* ABOUT THIS EXERCISE *
Output verbatim the lines beginning at the one that contains "pub mod polygon;" and ending at the last line of the material, inclusive of both.

* RECORDED DATA *

**********

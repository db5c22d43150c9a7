//! polylabel - Pole of inaccessibility for 2D polygons
//!
//! Finds the point inside a polygon that lies farthest from its boundary,
//! to within a caller-chosen precision. The usual use is placing a label or
//! marker inside an irregular shape, where the centroid may fall outside or
//! hug an edge.
//!
//! ```
//! use polylabel::{polylabel, Point2};
//!
//! let square = [
//!     Point2::new(0.0, 0.0),
//!     Point2::new(10.0, 0.0),
//!     Point2::new(10.0, 10.0),
//!     Point2::new(0.0, 10.0),
//! ];
//!
//! let label = polylabel(&square, 1.0).unwrap();
//! assert!(label.distance(Point2::new(5.0, 5.0)) <= 1.0);
//! ```

pub mod bounds;
pub mod distance;
pub mod error;
pub mod polygon;
pub mod pole;
pub mod primitives;

pub use error::PolylabelError;
pub use pole::{
    polylabel, polylabel_default, polylabel_with, CellAction, Polylabel, PolylabelOptions,
    PolylabelSearch, QueueOrder, SearchStep, StoragePrecision,
};
pub use primitives::{Point2, Segment2, Vec2};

**********

* EXERCISE ANSWER *
pub mod polygon;
pub mod pole;
pub mod primitives;

pub use error::PolylabelError;
pub use pole::{
    polylabel, polylabel_default, polylabel_with, CellAction, Polylabel, PolylabelOptions,
    PolylabelSearch, QueueOrder, SearchStep, StoragePrecision,
};
pub use primitives::{Point2, Segment2, Vec2};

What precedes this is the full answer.